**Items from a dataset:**
[Start of section]
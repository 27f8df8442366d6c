//! End-to-end flows through a fully initialized server state:
//! load → edit session → save, gallery management, and the admin gate.

use std::time::Duration;

use park_server::{Config, Section, SectionDraft, ServerState, StorageBackend};
use shared::models::{MediaKind, Prices};

async fn test_state(backend: StorageBackend) -> (tempfile::TempDir, ServerState) {
    let dir = tempfile::tempdir().unwrap();
    let config = Config::with_overrides(dir.path().to_string_lossy().to_string(), 0, backend);
    let state = ServerState::initialize(&config).await.unwrap();
    (dir, state)
}

#[tokio::test]
async fn test_price_edit_flow_end_to_end() {
    let (_dir, state) = test_state(StorageBackend::Local).await;

    // Initial load happened during initialization
    let snapshot = state.content.snapshot().await;
    let settings = snapshot.settings.expect("settings loaded");
    assert_eq!(settings.prices.weekday, 400);
    assert_eq!(settings.prices.weekend, 500);

    // Admin opens the prices editor, changes weekday, saves
    let draft = state.edit.start(Section::Prices).await.unwrap();
    assert_eq!(draft, SectionDraft::Prices(Prices::default()));

    state
        .edit
        .set_draft(
            Section::Prices,
            SectionDraft::Prices(Prices {
                weekday: 350,
                weekend: 500,
            }),
        )
        .await
        .unwrap();
    let saved = state.edit.save(Section::Prices).await.unwrap();

    // Committed settings show the change, weekend untouched, session over
    assert_eq!(saved.prices.weekday, 350);
    assert_eq!(saved.prices.weekend, 500);
    assert!(!state.edit.is_editing(Section::Prices).await);

    let committed = state.content.settings().await.unwrap();
    assert_eq!(committed.prices.weekday, 350);
    assert!(committed.updated_at >= committed.created_at);
}

#[tokio::test]
async fn test_gallery_management_flow() {
    let (_dir, state) = test_state(StorageBackend::Local).await;

    let seeded = state.content.gallery().await;
    assert_eq!(seeded.len(), 3);

    let added = state
        .content
        .add_item(park_server::content::GalleryItemSource::Url {
            url: "https://cdn.example.com/new-slide.jpg".to_string(),
            file_name: "New Slide".to_string(),
            file_type: MediaKind::Image,
        })
        .await
        .unwrap();
    assert_eq!(added.display_order, 4);

    state.content.remove_item(&added.id).await.unwrap();
    assert_eq!(state.content.gallery().await.len(), 3);

    // Unknown ids fail loudly and change nothing
    assert!(state.content.remove_item(&added.id).await.is_err());
    assert_eq!(state.content.gallery().await.len(), 3);
}

#[tokio::test]
async fn test_admin_gate_and_session() {
    let (_dir, state) = test_state(StorageBackend::Local).await;

    // Five logo clicks reveal the login form
    {
        let mut gate = state.logo_gate.lock().unwrap();
        for _ in 0..4 {
            assert!(!gate.click());
        }
        assert!(gate.click());
        assert_eq!(gate.count(), 0);
    }

    // Default dev credentials: exact match only
    assert!(state.admin.verify("admin", "admin123"));
    assert!(!state.admin.verify("admin", "Admin123"));

    // Token roundtrip through the session service
    let token = state.jwt_service.generate_token("admin").unwrap();
    let claims = state.jwt_service.validate_token(&token).unwrap();
    assert_eq!(claims.sub, "admin");
    assert_eq!(claims.role, "admin");
}

#[tokio::test]
async fn test_realtime_backend_applies_saves_via_push() {
    let (_dir, state) = test_state(StorageBackend::Surreal).await;
    assert!(state.content.is_realtime());

    state.edit.start(Section::Prices).await.unwrap();
    state
        .edit
        .set_draft(
            Section::Prices,
            SectionDraft::Prices(Prices {
                weekday: 375,
                weekend: 525,
            }),
        )
        .await
        .unwrap();
    state.edit.save(Section::Prices).await.unwrap();

    // Confirmed state lands through the change feed listener
    tokio::time::timeout(Duration::from_secs(2), async {
        loop {
            let settings = state.content.settings().await.unwrap();
            if settings.prices.weekday == 375 {
                break;
            }
            tokio::time::sleep(Duration::from_millis(10)).await;
        }
    })
    .await
    .expect("push update applied");

    assert!(state.content.last_applied_version() >= 1);
    state.shutdown();
}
[End of section]
**INSTRUCTIONS TO FOLLOW:** Could every entry be given again exactly, with no line skipped?

**RESPONSE TO THIS EXERCISE:**
repository 27f8df8442366d6c
//! End-to-end flows through a fully initialized server state:
//! load → edit session → save, gallery management, and the admin gate.

use std::time::Duration;

use park_server::{Config, Section, SectionDraft, ServerState, StorageBackend};
use shared::models::{MediaKind, Prices};

async fn test_state(backend: StorageBackend) -> (tempfile::TempDir, ServerState) {
    let dir = tempfile::tempdir().unwrap();
    let config = Config::with_overrides(dir.path().to_string_lossy().to_string(), 0, backend);
    let state = ServerState::initialize(&config).await.unwrap();
    (dir, state)
}

#[tokio::test]
async fn test_price_edit_flow_end_to_end() {
    let (_dir, state) = test_state(StorageBackend::Local).await;

    // Initial load happened during initialization
    let snapshot = state.content.snapshot().await;
    let settings = snapshot.settings.expect("settings loaded");
    assert_eq!(settings.prices.weekday, 400);
    assert_eq!(settings.prices.weekend, 500);

    // Admin opens the prices editor, changes weekday, saves
    let draft = state.edit.start(Section::Prices).await.unwrap();
    assert_eq!(draft, SectionDraft::Prices(Prices::default()));

    state
        .edit
        .set_draft(
            Section::Prices,
            SectionDraft::Prices(Prices {
                weekday: 350,
                weekend: 500,
            }),
        )
        .await
        .unwrap();
    let saved = state.edit.save(Section::Prices).await.unwrap();

    // Committed settings show the change, weekend untouched, session over
    assert_eq!(saved.prices.weekday, 350);
    assert_eq!(saved.prices.weekend, 500);
    assert!(!state.edit.is_editing(Section::Prices).await);

    let committed = state.content.settings().await.unwrap();
    assert_eq!(committed.prices.weekday, 350);
    assert!(committed.updated_at >= committed.created_at);
}

#[tokio::test]
async fn test_gallery_management_flow() {
    let (_dir, state) = test_state(StorageBackend::Local).await;

    let seeded = state.content.gallery().await;
    assert_eq!(seeded.len(), 3);

    let added = state
        .content
        .add_item(park_server::content::GalleryItemSource::Url {
            url: "https://cdn.example.com/new-slide.jpg".to_string(),
            file_name: "New Slide".to_string(),
            file_type: MediaKind::Image,
        })
        .await
        .unwrap();
    assert_eq!(added.display_order, 4);

    state.content.remove_item(&added.id).await.unwrap();
    assert_eq!(state.content.gallery().await.len(), 3);

    // Unknown ids fail loudly and change nothing
    assert!(state.content.remove_item(&added.id).await.is_err());
    assert_eq!(state.content.gallery().await.len(), 3);
}

#[tokio::test]
async fn test_admin_gate_and_session() {
    let (_dir, state) = test_state(StorageBackend::Local).await;

    // Five logo clicks reveal the login form
    {
        let mut gate = state.logo_gate.lock().unwrap();
        for _ in 0..4 {
            assert!(!gate.click());
        }
        assert!(gate.click());
        assert_eq!(gate.count(), 0);
    }

    // Default dev credentials: exact match only
    assert!(state.admin.verify("admin", "admin123"));
    assert!(!state.admin.verify("admin", "Admin123"));

    // Token roundtrip through the session service
    let token = state.jwt_service.generate_token("admin").unwrap();
    let claims = state.jwt_service.validate_token(&token).unwrap();
    assert_eq!(claims.sub, "admin");
    assert_eq!(claims.role, "admin");
}

#[tokio::test]
async fn test_realtime_backend_applies_saves_via_push() {
    let (_dir, state) = test_state(StorageBackend::Surreal).await;
    assert!(state.content.is_realtime());

    state.edit.start(Section::Prices).await.unwrap();
    state
        .edit
        .set_draft(
            Section::Prices,
            SectionDraft::Prices(Prices {
                weekday: 375,
                weekend: 525,
            }),
        )
        .await
        .unwrap();
    state.edit.save(Section::Prices).await.unwrap();

    // Confirmed state lands through the change feed listener
    tokio::time::timeout(Duration::from_secs(2), async {
        loop {
            let settings = state.content.settings().await.unwrap();
            if settings.prices.weekday == 375 {
                break;
            }
            tokio::time::sleep(Duration::from_millis(10)).await;
        }
    })
    .await
    .expect("push update applied");

    assert!(state.content.last_applied_version() >= 1);
    state.shutdown();
}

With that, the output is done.